第五話

「これは……」


 王城を出てから一時間弱で俺とシミオン国王一行は社屋前に到着した。


 いやー、行きよりは楽だったよ。国王を乗せた馬車が人の歩く速度とあまり変わらなかったからだ。その分時間もかかったが、大して息切れせずに済んだのはありがたい。


 まずは出迎えてくれたたけあきようへいを紹介し、国王を社屋に招き入れたところである。宰相のレミーさんは最後まで国王の供をするとごねていたが、それなら誰も中には入れないと言ったところ国王が強権を発動したというわけだ


 そして今彼は、ロビーに鎮座したオブシディアンのごとくに黒く輝くきょうたいを目にして言葉を失っていた。

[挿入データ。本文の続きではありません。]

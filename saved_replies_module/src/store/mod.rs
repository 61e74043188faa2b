//! Saved replies: canned responses agents insert into conversations.

mod sqlite_store;

use chrono::{DateTime, Utc};
use serde::{Deserialize, Serialize};
use std::sync::RwLock;
use tracing::info;
use uuid::Uuid;

use crate::matcher::MatchCandidate;

pub use self::sqlite_store::SqliteSavedReplyStore;

#[derive(Debug, Clone, PartialEq, Serialize, Deserialize)]
pub struct SavedReply {
    pub id: String,
    pub name: String,
    pub content: String,
    pub is_active: bool,
    pub usage_count: i64,
    pub created_at: DateTime<Utc>,
    pub updated_at: DateTime<Utc>,
}

impl SavedReply {
    pub fn new(name: &str, content: &str) -> Self {
        let now = Utc::now();
        Self {
            id: Uuid::new_v4().to_string(),
            name: name.trim().to_string(),
            content: content.to_string(),
            is_active: true,
            usage_count: 0,
            created_at: now,
            updated_at: now,
        }
    }
}

impl MatchCandidate for SavedReply {
    fn id(&self) -> &str {
        &self.id
    }

    fn name(&self) -> &str {
        &self.name
    }
}

#[derive(Debug, thiserror::Error)]
pub enum SavedReplyError {
    #[error("sqlite error: {0}")]
    Sqlite(#[from] rusqlite::Error),
    #[error("io error: {0}")]
    Io(#[from] std::io::Error),
    #[error("datetime parse error: {0}")]
    DateTimeParse(#[from] chrono::ParseError),
    #[error("invalid saved reply: {0}")]
    InvalidReply(String),
    #[error("saved reply not found: {0}")]
    NotFound(String),
    #[error("saved reply {0} was listed but could not be loaded")]
    InconsistentStore(String),
    #[error("saved reply store lock poisoned")]
    LockPoisoned,
    #[error("config error: {0}")]
    Config(String),
}

pub trait SavedReplyStore: Send + Sync {
    /// Active replies, most used first.
    fn list_active_replies(&self) -> Result<Vec<SavedReply>, SavedReplyError>;
    fn list_replies(&self) -> Result<Vec<SavedReply>, SavedReplyError>;
    fn get_reply(&self, id: &str) -> Result<Option<SavedReply>, SavedReplyError>;
    fn create_reply(&self, name: &str, content: &str) -> Result<SavedReply, SavedReplyError>;
    fn update_reply(
        &self,
        id: &str,
        name: &str,
        content: &str,
    ) -> Result<SavedReply, SavedReplyError>;
    fn set_active(&self, id: &str, active: bool) -> Result<SavedReply, SavedReplyError>;
    fn record_usage(&self, id: &str) -> Result<SavedReply, SavedReplyError>;
}

pub(crate) fn validate_reply(name: &str, content: &str) -> Result<(), SavedReplyError> {
    if name.trim().is_empty() {
        return Err(SavedReplyError::InvalidReply("name is empty".to_string()));
    }
    if content.trim().is_empty() {
        return Err(SavedReplyError::InvalidReply("content is empty".to_string()));
    }
    Ok(())
}

fn sort_by_popularity(replies: &mut [SavedReply]) {
    replies.sort_by(|a, b| {
        b.usage_count
            .cmp(&a.usage_count)
            .then(b.updated_at.cmp(&a.updated_at))
            .then(a.name.cmp(&b.name))
    });
}

/// Replies held in process memory.
#[derive(Debug, Default)]
pub struct MemorySavedReplyStore {
    replies: RwLock<Vec<SavedReply>>,
}

impl MemorySavedReplyStore {
    pub fn new() -> Self {
        Self::default()
    }

    pub fn with_replies(replies: Vec<SavedReply>) -> Self {
        Self {
            replies: RwLock::new(replies),
        }
    }

    fn modify<F>(&self, id: &str, apply: F) -> Result<SavedReply, SavedReplyError>
    where
        F: FnOnce(&mut SavedReply),
    {
        let mut replies = self
            .replies
            .write()
            .map_err(|_| SavedReplyError::LockPoisoned)?;
        let reply = replies
            .iter_mut()
            .find(|reply| reply.id == id)
            .ok_or_else(|| SavedReplyError::NotFound(id.to_string()))?;
        apply(reply);
        Ok(reply.clone())
    }
}

impl SavedReplyStore for MemorySavedReplyStore {
    fn list_active_replies(&self) -> Result<Vec<SavedReply>, SavedReplyError> {
        let mut active: Vec<SavedReply> = self
            .replies
            .read()
            .map_err(|_| SavedReplyError::LockPoisoned)?
            .iter()
            .filter(|reply| reply.is_active)
            .cloned()
            .collect();
        sort_by_popularity(&mut active);
        Ok(active)
    }

    fn list_replies(&self) -> Result<Vec<SavedReply>, SavedReplyError> {
        let mut replies = self
            .replies
            .read()
            .map_err(|_| SavedReplyError::LockPoisoned)?
            .clone();
        replies.sort_by(|a, b| a.created_at.cmp(&b.created_at).then(a.name.cmp(&b.name)));
        Ok(replies)
    }

    fn get_reply(&self, id: &str) -> Result<Option<SavedReply>, SavedReplyError> {
        let replies = self
            .replies
            .read()
            .map_err(|_| SavedReplyError::LockPoisoned)?;
        Ok(replies.iter().find(|reply| reply.id == id).cloned())
    }

    fn create_reply(&self, name: &str, content: &str) -> Result<SavedReply, SavedReplyError> {
        validate_reply(name, content)?;
        let reply = SavedReply::new(name, content);
        self.replies
            .write()
            .map_err(|_| SavedReplyError::LockPoisoned)?
            .push(reply.clone());
        info!("created saved reply {}", reply.id);
        Ok(reply)
    }

    fn update_reply(
        &self,
        id: &str,
        name: &str,
        content: &str,
    ) -> Result<SavedReply, SavedReplyError> {
        validate_reply(name, content)?;
        self.modify(id, |reply| {
            reply.name = name.trim().to_string();
            reply.content = content.to_string();
            reply.updated_at = Utc::now();
        })
    }

    fn set_active(&self, id: &str, active: bool) -> Result<SavedReply, SavedReplyError> {
        self.modify(id, |reply| {
            reply.is_active = active;
            reply.updated_at = Utc::now();
        })
    }

    fn record_usage(&self, id: &str) -> Result<SavedReply, SavedReplyError> {
        self.modify(id, |reply| reply.usage_count += 1)
    }
}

「ラビレイ陛下、先に申し上げなければならないことがあります」

「許す、申せ」


「俺たちと社屋はこの世界とは異なる世界からやってきました」

「異なる世界? 国ではないのか?」

「はい。陛下は社屋やあの装置がラビレイ王国や他国で造れると思われますか?」


 社屋の壁はこの世界の破城槌はじょうつい程度にはビクともせず、照明も火を使っているわけではないと説明した。


「俄には信じ難いが、申していることは道理と受け取れるな」


 ラビレイ国王に秘密を明かしたのはようへいからの提案で、たけあきも了承してのことである。その方が何かする度に咎められることもなく、この先も面倒を避けられそうだからだ。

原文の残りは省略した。